Wednesday, November 10, 2010

Atrial Fibrillation

Today we talked about atrial fibrillation in a patient with a history of rheumatic fever. On GIM, atrial fibrillation is a diagnosis we see very commonly.

One of the best atrial fibrillation resources is the 2006 ACC/AHA Guidelines which you can find here. As a side note, the ACC/AHA have guidelines on a huge variety of cardiovascular topics that provide an evidence base for cardiac decision making on the wards. Here's the list.

Briefly about atrial fibrillation:

1. Afib is a very common arrhythmia. Seen in ~10% of patients greater than 85 years old.

2. While afib can cause distressing symptoms (palpitations, SOB, etc.), the biggest concern is thromboembolism and the impact of afib on cardiac function.

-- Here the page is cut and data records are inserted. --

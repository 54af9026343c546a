//! JSONL-backed collection.
//!
//! A collection lives under `.multihop/collections/<collection>/` as one or
//! more `*.jsonl` files, one passage per line:
//!
//! ```text
//! {"documentId":"handbook","chunkIndex":2,"text":"...","metadata":{"source":"handbook.pdf"}}
//! ```
//!
//! Files are read in name order and lines in file order; that load order
//! breaks similarity ties.

use super::trigram::{cosine_similarity, TrigramEmbedder};
use crate::source::SimilaritySource;
use crate::types::{Collection, Passage};
use async_trait::async_trait;
use multihop_core::{AppError, AppResult};
use serde::{Deserialize, Serialize};
use std::collections::{BTreeMap, HashSet};
use std::io::{BufRead, BufReader};
use std::path::Path;
use walkdir::WalkDir;

/// One stored passage line.
#[derive(Debug, Clone, PartialEq, Serialize, Deserialize)]
pub struct PassageRecord {
    #[serde(rename = "documentId")]
    pub document_id: String,

    #[serde(rename = "chunkIndex")]
    pub chunk_index: u32,

    pub text: String,

    #[serde(default)]
    pub metadata: BTreeMap<String, String>,
}

impl PassageRecord {
    fn into_passage(self, collection: Collection) -> Passage {
        Passage {
            text: self.text,
            source_collection: collection,
            document_id: self.document_id,
            chunk_index: self.chunk_index,
            metadata: self.metadata,
        }
    }
}

/// In-memory similarity index over one collection's passages.
#[derive(Debug, Clone)]
pub struct JsonlCollection {
    collection: Collection,
    passages: Vec<Passage>,
    vectors: Vec<Vec<f32>>,
    embedder: TrigramEmbedder,
}

impl JsonlCollection {
    /// Index passages already in memory.
    pub fn from_passages(collection: Collection, passages: Vec<Passage>) -> Self {
        let embedder = TrigramEmbedder::default();
        let vectors = passages.iter().map(|p| embedder.embed(&p.text)).collect();
        Self {
            collection,
            passages,
            vectors,
            embedder,
        }
    }

    /// Load `<collections_dir>/<collection>/*.jsonl`.
    ///
    /// A missing directory is an empty collection, not an error.
    pub fn load(collections_dir: &Path, collection: Collection) -> AppResult<Self> {
        let dir = collections_dir.join(collection.as_str());
        if !dir.exists() {
            tracing::debug!(collection = %collection, "No collection directory at {:?}", dir);
            return Ok(Self::from_passages(collection, Vec::new()));
        }

        let mut passages = Vec::new();
        for entry in WalkDir::new(&dir)
            .sort_by_file_name()
            .into_iter()
            .filter_map(|e| e.ok())
        {
            let path = entry.path();
            if path.is_file() && path.extension().and_then(|s| s.to_str()) == Some("jsonl") {
                passages.extend(read_records(path, collection)?);
            }
        }

        tracing::info!(
            collection = %collection,
            passages = passages.len(),
            "Loaded collection"
        );

        Ok(Self::from_passages(collection, passages))
    }

    pub fn len(&self) -> usize {
        self.passages.len()
    }

    pub fn is_empty(&self) -> bool {
        self.passages.is_empty()
    }

    /// Number of distinct documents the passages come from.
    pub fn document_count(&self) -> usize {
        self.passages
            .iter()
            .map(|p| p.document_id.as_str())
            .collect::<HashSet<_>>()
            .len()
    }

    /// Passages sharing vocabulary with `query`, best first.
    ///
    /// Each returned passage carries its similarity under the `score`
    /// metadata key.
    pub fn rank(&self, query: &str, k: usize) -> Vec<Passage> {
        let query_vector = self.embedder.embed(query);

        let mut scored: Vec<(usize, f32)> = self
            .vectors
            .iter()
            .enumerate()
            .map(|(i, vector)| (i, cosine_similarity(&query_vector, vector)))
            .filter(|(_, score)| *score > 0.0)
            .collect();

        // Stable: equal scores keep load order
        scored.sort_by(|a, b| b.1.partial_cmp(&a.1).unwrap_or(std::cmp::Ordering::Equal));

        scored
            .into_iter()
            .take(k)
            .map(|(i, score)| {
                self.passages[i]
                    .clone()
                    .with_metadata("score", format!("{:.4}", score))
            })
            .collect()
    }
}

#[async_trait]
impl SimilaritySource for JsonlCollection {
    fn collection(&self) -> Collection {
        self.collection
    }

    async fn search(&self, query: &str, k: usize) -> AppResult<Vec<Passage>> {
        Ok(self.rank(query, k))
    }

    async fn passage_count(&self) -> AppResult<usize> {
        Ok(self.passages.len())
    }
}

fn read_records(path: &Path, collection: Collection) -> AppResult<Vec<Passage>> {
    let file = std::fs::File::open(path).map_err(|e| {
        AppError::Retrieval(format!("Failed to open {:?}: {}", path, e))
    })?;

    let mut passages = Vec::new();
    for (line_no, line) in BufReader::new(file).lines().enumerate() {
        let line = line.map_err(|e| {
            AppError::Retrieval(format!("Failed to read {:?}: {}", path, e))
        })?;

        if line.trim().is_empty() {
            continue;
        }

        let record: PassageRecord = serde_json::from_str(&line).map_err(|e| {
            AppError::Retrieval(format!(
                "Invalid passage at {:?} line {}: {}",
                path,
                line_no + 1,
                e
            ))
        })?;

        passages.push(record.into_passage(collection));
    }

    Ok(passages)
}

#[cfg(test)]
mod tests {
    use super::*;
    use std::fs;
    use tempfile::TempDir;

    fn write_lines(dir: &Path, collection: &str, file: &str, lines: &[&str]) {
        let target = dir.join(collection);
        fs::create_dir_all(&target).unwrap();
        fs::write(target.join(file), lines.join("\n")).unwrap();
    }

    #[tokio::test]
    async fn test_load_and_search() {
        let temp = TempDir::new().unwrap();
        write_lines(
            temp.path(),
            "documents",
            "handbook.jsonl",
            &[
                r#"{"documentId":"handbook","chunkIndex":0,"text":"The cafeteria menu rotates weekly."}"#,
                "",
                r#"{"documentId":"handbook","chunkIndex":1,"text":"Complaint escalations are approved by the compliance officer.","metadata":{"source":"handbook.pdf"}}"#,
            ],
        );

        let store = JsonlCollection::load(temp.path(), Collection::Documents).unwrap();
        assert_eq!(store.passage_count().await.unwrap(), 2);
        assert_eq!(store.document_count(), 1);
        assert_eq!(store.collection(), Collection::Documents);

        let results = store.search("Who approves complaint escalations?", 5).await.unwrap();
        assert!(!results.is_empty());
        assert_eq!(results[0].chunk_index, 1);
        assert_eq!(results[0].source_collection, Collection::Documents);
        assert_eq!(results[0].metadata.get("source").map(String::as_str), Some("handbook.pdf"));
        assert!(results[0].metadata.contains_key("score"));
    }

    #[tokio::test]
    async fn test_missing_directory_is_empty() {
        let temp = TempDir::new().unwrap();
        let store = JsonlCollection::load(temp.path(), Collection::Transcripts).unwrap();

        assert!(store.is_empty());
        assert_eq!(store.passage_count().await.unwrap(), 0);
        assert!(store.search("anything at all", 5).await.unwrap().is_empty());
    }

    #[test]
    fn test_invalid_line_reports_location() {
        let temp = TempDir::new().unwrap();
        write_lines(
            temp.path(),
            "transcripts",
            "standup.jsonl",
            &[
                r#"{"documentId":"standup","chunkIndex":0,"text":"ok"}"#,
                r#"{"documentId":"standup","chunkIndex":"#,
            ],
        );

        let err = JsonlCollection::load(temp.path(), Collection::Transcripts).unwrap_err();
        assert!(err.to_string().contains("line 2"));
    }

    #[test]
    fn test_files_load_in_name_order() {
        let temp = TempDir::new().unwrap();
        write_lines(
            temp.path(),
            "documents",
            "b.jsonl",
            &[r#"{"documentId":"b","chunkIndex":0,"text":"refund policy details"}"#],
        );
        write_lines(
            temp.path(),
            "documents",
            "a.jsonl",
            &[r#"{"documentId":"a","chunkIndex":0,"text":"refund policy details"}"#],
        );

        let store = JsonlCollection::load(temp.path(), Collection::Documents).unwrap();
        let ranked = store.rank("refund policy", 2);
        let ids: Vec<&str> = ranked.iter().map(|p| p.document_id.as_str()).collect();
        assert_eq!(ids, vec!["a", "b"]);
    }

    #[test]
    fn test_rank_respects_k() {
        let passages = (0..10)
            .map(|i| {
                Passage::new(Collection::Documents, format!("d{i}"), 0, "quarterly audit report")
            })
            .collect();
        let store = JsonlCollection::from_passages(Collection::Documents, passages);

        assert_eq!(store.rank("audit report", 3).len(), 3);
    }
}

3. Generally we classify afib as:
a) paroxysmal (less than 7 days duration)
b) persistent (lasting greater than 7 days and terminating spontaneously or with cardioversion)
c) permanent (afib lasting greater than 1year and failed cardioversion/not attempted).

Regardless of the classification,
they all portend the same yearly risk of stroke.

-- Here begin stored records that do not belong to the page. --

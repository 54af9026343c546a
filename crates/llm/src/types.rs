//! Provider identification types.

use serde::{Deserialize, Serialize};
use std::fmt;

/// Which configured slot served a generation call.
#[derive(Debug, Clone, Copy, PartialEq, Eq, Hash, Serialize, Deserialize)]
#[serde(rename_all = "lowercase")]
pub enum ProviderRole {
    Primary,
    Secondary,
}

impl ProviderRole {
    pub fn as_str(&self) -> &'static str {
        match self {
            Self::Primary => "primary",
            Self::Secondary => "secondary",
        }
    }
}

impl fmt::Display for ProviderRole {
    fn fmt(&self, f: &mut fmt::Formatter<'_>) -> fmt::Result {
        f.write_str(self.as_str())
    }
}

/// Provider type enum for matching.
#[derive(Debug, Clone, Copy, PartialEq, Eq)]
pub enum ProviderType {
    OpenAI,
    Ollama,
}

impl ProviderType {
    /// Parse provider type from string.
    pub fn parse(s: &str) -> Option<Self> {
        match s.to_lowercase().as_str() {
            "openai" | "openai-compatible" => Some(Self::OpenAI),
            "ollama" => Some(Self::Ollama),
            _ => None,
        }
    }

    /// Get the canonical provider name.
    pub fn as_str(&self) -> &'static str {
        match self {
            Self::OpenAI => "openai",
            Self::Ollama => "ollama",
        }
    }

    /// Endpoint used when the configuration does not name one.
    pub fn default_endpoint(&self) -> &'static str {
        match self {
            Self::OpenAI => "https://api.openai.com/v1",
            Self::Ollama => "http://localhost:11434",
        }
    }
}

#[cfg(test)]
mod tests {
    use super::*;

    #[test]
    fn test_provider_type_parsing() {
        assert_eq!(ProviderType::parse("openai"), Some(ProviderType::OpenAI));
        assert_eq!(ProviderType::parse("OLLAMA"), Some(ProviderType::Ollama));
        assert_eq!(ProviderType::parse("unknown"), None);
    }

    #[test]
    fn test_provider_role_serialization() {
        let json = serde_json::to_string(&ProviderRole::Secondary).unwrap();
        assert_eq!(json, "\"secondary\"");
        assert_eq!(ProviderRole::Primary.to_string(), "primary");
    }
}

A fourth classification is "lone atrial fibrillation" which applies to atrial fibrillation in a patient with no structural heart disease (and often less than 60 years old). These patients are generally felt to be at a low risk of stroke.

4. Most common causes of afib: HTN, valvular disease, hyperthyroidism, heart failure and alcohol.

Usually afib is not associated with stable coronary artery disease unless it results in an MI or heart failure. Afib can also be seen in the context of surgery or a pulmonary embolism.

5. Minimum set of investigations for new onset atrial fibrillation: ECG (confirm diagnosis, assess for other complicating disease), CBC, lytes, TSH and 2D Echo (to assess for structural heart disease).

6. Management consists of rate vs. rhythm control and thromboembolism risk reduction.

a) Rate vs. rhythm control:

Often a trial of cardioversion is given for the first episode of atrial fibrillation. In the long term, most patients with recurrent atrial fibrillation are managed with rate control rather than rhythm control (unless they have significant symptoms or cardiovascular compromise when in afib).

The AFFIRM Trial demonstrated that there was no survival or stroke risk advantage to a rhythm control strategy and that rhythm control more frequently resulted in medication side effects and hospitalization.

Rate control is usually accomplished with B-blockers, non-dihydropyridine calcium channel blockers (Dilt, Verapamil) or Digoxin. The guidelines suggest a HR target of less than 80bpm at rest and less than 110bpm with exercise. However, the recently published RACE-II Trial suggests that strict rate control may confer no additional benefit over lenient rate control.
b) Thromboembolism risk reduction:

The yearly risk of stroke depends on a variety of factors. Several risk scores exist, but one of the easiest to use is the CHADS2 Score. This only applies for patients with non-valvular atrial fibrillation:

Chronic Heart Failure - 1 point
HTN - 1 point
Age greater than 75 - 1 point
Diabetes - 1 point
Stroke/TIA - 2 points

If the CHADS2 score is 0 then no therapy or ASA is reasonable. With a CHADS2 score of 1 then ASA or Warfarin (INR 2-3) is acceptable and with a CHADS2 score greater than 1 warfarin is recommended.

The reason for this is that the benefit you obtain from ASA or warfarin is determined by your yearly risk of stroke. ASA provides a RRR of ~25% while warfarin gives a RRR of ~66%. The risk of a significant bleeding complication from ASA is small, while with warfarin is ~1%/year (depending on the patient).

Remember, for patients with valvular atrial fibrillation, their stroke risk is much higher (as in our patient this morning) so they should be managed with warfarin.

Interestingly, the recently published RE-LY trial showed that Dabigatran, a direct thrombin inhibitor that does not require monitoring may be superior to warfarin in terms of stroke prevention or bleeding risk (depending on the dose). This could revolutionize the way atrial fibrillation in managed.